[Dataset entries]

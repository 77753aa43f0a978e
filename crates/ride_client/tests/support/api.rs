use std::collections::VecDeque;
use std::sync::{Arc, Mutex};
use std::time::Duration;

use ride_client::dispatch::{BookingApi, DispatchError, DriverAction};
use ride_core::booking::{BookingId, BookingRequest, BookingSnapshot};
use ride_core::test_helpers::snapshot;

#[derive(Debug, Default)]
struct Calls {
    submits: Vec<BookingRequest>,
    fetches: usize,
    responses: Vec<(BookingId, String, DriverAction)>,
    completions: Vec<(BookingId, String)>,
    cancels: Vec<BookingId>,
}

/// Booking backend double. Polls replay a script, then report REQUESTED.
#[derive(Debug, Clone)]
pub struct ScriptedApi {
    submit_result: Arc<Mutex<Result<BookingId, DispatchError>>>,
    polls: Arc<Mutex<VecDeque<Result<BookingSnapshot, DispatchError>>>>,
    fetch_delay: Duration,
    calls: Arc<Mutex<Calls>>,
}

impl ScriptedApi {
    pub fn new(booking_id: &str) -> Self {
        Self {
            submit_result: Arc::new(Mutex::new(Ok(BookingId::new(booking_id)))),
            polls: Arc::new(Mutex::new(VecDeque::new())),
            fetch_delay: Duration::ZERO,
            calls: Arc::new(Mutex::new(Calls::default())),
        }
    }

    /// Every poll answers only after `delay`.
    pub fn with_fetch_delay(mut self, delay: Duration) -> Self {
        self.fetch_delay = delay;
        self
    }

    pub fn failing_submit(error: DispatchError) -> Self {
        let api = Self::new("unused");
        *api.submit_result.lock().expect("lock") = Err(error);
        api
    }

    /// Queue poll responses `(status, driver)` for booking `id`.
    pub fn queue_polls(&self, id: &str, polls: &[(&str, Option<&str>)]) {
        let mut queue = self.polls.lock().expect("lock");
        for (status, driver) in polls {
            queue.push_back(Ok(snapshot(id, status, *driver)));
        }
    }

    pub fn queue_poll_result(&self, result: Result<BookingSnapshot, DispatchError>) {
        self.polls.lock().expect("lock").push_back(result);
    }

    pub fn submit_calls(&self) -> usize {
        self.calls.lock().expect("lock").submits.len()
    }

    pub fn fetch_calls(&self) -> usize {
        self.calls.lock().expect("lock").fetches
    }

    pub fn responses(&self) -> Vec<(BookingId, String, DriverAction)> {
        self.calls.lock().expect("lock").responses.clone()
    }

    pub fn completions(&self) -> Vec<(BookingId, String)> {
        self.calls.lock().expect("lock").completions.clone()
    }

    pub fn cancels(&self) -> Vec<BookingId> {
        self.calls.lock().expect("lock").cancels.clone()
    }
}

impl BookingApi for ScriptedApi {
    async fn submit(&self, request: &BookingRequest) -> Result<BookingId, DispatchError> {
        self.calls.lock().expect("lock").submits.push(request.clone());
        self.submit_result.lock().expect("lock").clone()
    }

    async fn fetch(&self, id: &BookingId) -> Result<BookingSnapshot, DispatchError> {
        self.calls.lock().expect("lock").fetches += 1;
        if !self.fetch_delay.is_zero() {
            tokio::time::sleep(self.fetch_delay).await;
        }
        let next = self.polls.lock().expect("lock").pop_front();
        next.unwrap_or_else(|| Ok(snapshot(id.as_str(), "REQUESTED", None)))
    }

    async fn respond(
        &self,
        id: &BookingId,
        driver_id: &str,
        action: DriverAction,
    ) -> Result<BookingSnapshot, DispatchError> {
        self.calls
            .lock()
            .expect("lock")
            .responses
            .push((id.clone(), driver_id.to_string(), action));
        Ok(match action {
            DriverAction::Accept => snapshot(id.as_str(), "IN_PROGRESS", Some(driver_id)),
            DriverAction::Decline => snapshot(id.as_str(), "REQUESTED", None),
        })
    }

    async fn complete(&self, id: &BookingId, driver_id: &str) -> Result<(), DispatchError> {
        self.calls
            .lock()
            .expect("lock")
            .completions
            .push((id.clone(), driver_id.to_string()));
        Ok(())
    }

    async fn cancel(&self, id: &BookingId) -> Result<(), DispatchError> {
        self.calls.lock().expect("lock").cancels.push(id.clone());
        Ok(())
    }
}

§ **TASK ITEM**
Exactly as they stand, write out all of the entries.

§ **ANSWER**
repository 77753aa43f0a978e
filename crates/ride_client/tests/support/api.rs
use std::collections::VecDeque;
use std::sync::{Arc, Mutex};
use std::time::Duration;

use ride_client::dispatch::{BookingApi, DispatchError, DriverAction};
use ride_core::booking::{BookingId, BookingRequest, BookingSnapshot};
use ride_core::test_helpers::snapshot;

#[derive(Debug, Default)]
struct Calls {
    submits: Vec<BookingRequest>,
    fetches: usize,
    responses: Vec<(BookingId, String, DriverAction)>,
    completions: Vec<(BookingId, String)>,
    cancels: Vec<BookingId>,
}

/// Booking backend double. Polls replay a script, then report REQUESTED.
#[derive(Debug, Clone)]
pub struct ScriptedApi {
    submit_result: Arc<Mutex<Result<BookingId, DispatchError>>>,
    polls: Arc<Mutex<VecDeque<Result<BookingSnapshot, DispatchError>>>>,
    fetch_delay: Duration,
    calls: Arc<Mutex<Calls>>,
}

impl ScriptedApi {
    pub fn new(booking_id: &str) -> Self {
        Self {
            submit_result: Arc::new(Mutex::new(Ok(BookingId::new(booking_id)))),
            polls: Arc::new(Mutex::new(VecDeque::new())),
            fetch_delay: Duration::ZERO,
            calls: Arc::new(Mutex::new(Calls::default())),
        }
    }

    /// Every poll answers only after `delay`.
    pub fn with_fetch_delay(mut self, delay: Duration) -> Self {
        self.fetch_delay = delay;
        self
    }

    pub fn failing_submit(error: DispatchError) -> Self {
        let api = Self::new("unused");
        *api.submit_result.lock().expect("lock") = Err(error);
        api
    }

    /// Queue poll responses `(status, driver)` for booking `id`.
    pub fn queue_polls(&self, id: &str, polls: &[(&str, Option<&str>)]) {
        let mut queue = self.polls.lock().expect("lock");
        for (status, driver) in polls {
            queue.push_back(Ok(snapshot(id, status, *driver)));
        }
    }

    pub fn queue_poll_result(&self, result: Result<BookingSnapshot, DispatchError>) {
        self.polls.lock().expect("lock").push_back(result);
    }

    pub fn submit_calls(&self) -> usize {
        self.calls.lock().expect("lock").submits.len()
    }

    pub fn fetch_calls(&self) -> usize {
        self.calls.lock().expect("lock").fetches
    }

    pub fn responses(&self) -> Vec<(BookingId, String, DriverAction)> {
        self.calls.lock().expect("lock").responses.clone()
    }

    pub fn completions(&self) -> Vec<(BookingId, String)> {
        self.calls.lock().expect("lock").completions.clone()
    }

    pub fn cancels(&self) -> Vec<BookingId> {
        self.calls.lock().expect("lock").cancels.clone()
    }
}

impl BookingApi for ScriptedApi {
    async fn submit(&self, request: &BookingRequest) -> Result<BookingId, DispatchError> {
        self.calls.lock().expect("lock").submits.push(request.clone());
        self.submit_result.lock().expect("lock").clone()
    }

    async fn fetch(&self, id: &BookingId) -> Result<BookingSnapshot, DispatchError> {
        self.calls.lock().expect("lock").fetches += 1;
        if !self.fetch_delay.is_zero() {
            tokio::time::sleep(self.fetch_delay).await;
        }
        let next = self.polls.lock().expect("lock").pop_front();
        next.unwrap_or_else(|| Ok(snapshot(id.as_str(), "REQUESTED", None)))
    }

    async fn respond(
        &self,
        id: &BookingId,
        driver_id: &str,
        action: DriverAction,
    ) -> Result<BookingSnapshot, DispatchError> {
        self.calls
            .lock()
            .expect("lock")
            .responses
            .push((id.clone(), driver_id.to_string(), action));
        Ok(match action {
            DriverAction::Accept => snapshot(id.as_str(), "IN_PROGRESS", Some(driver_id)),
            DriverAction::Decline => snapshot(id.as_str(), "REQUESTED", None),
        })
    }

    async fn complete(&self, id: &BookingId, driver_id: &str) -> Result<(), DispatchError> {
        self.calls
            .lock()
            .expect("lock")
            .completions
            .push((id.clone(), driver_id.to_string()));
        Ok(())
    }

    async fn cancel(&self, id: &BookingId) -> Result<(), DispatchError> {
        self.calls.lock().expect("lock").cancels.push(id.clone());
        Ok(())
    }
}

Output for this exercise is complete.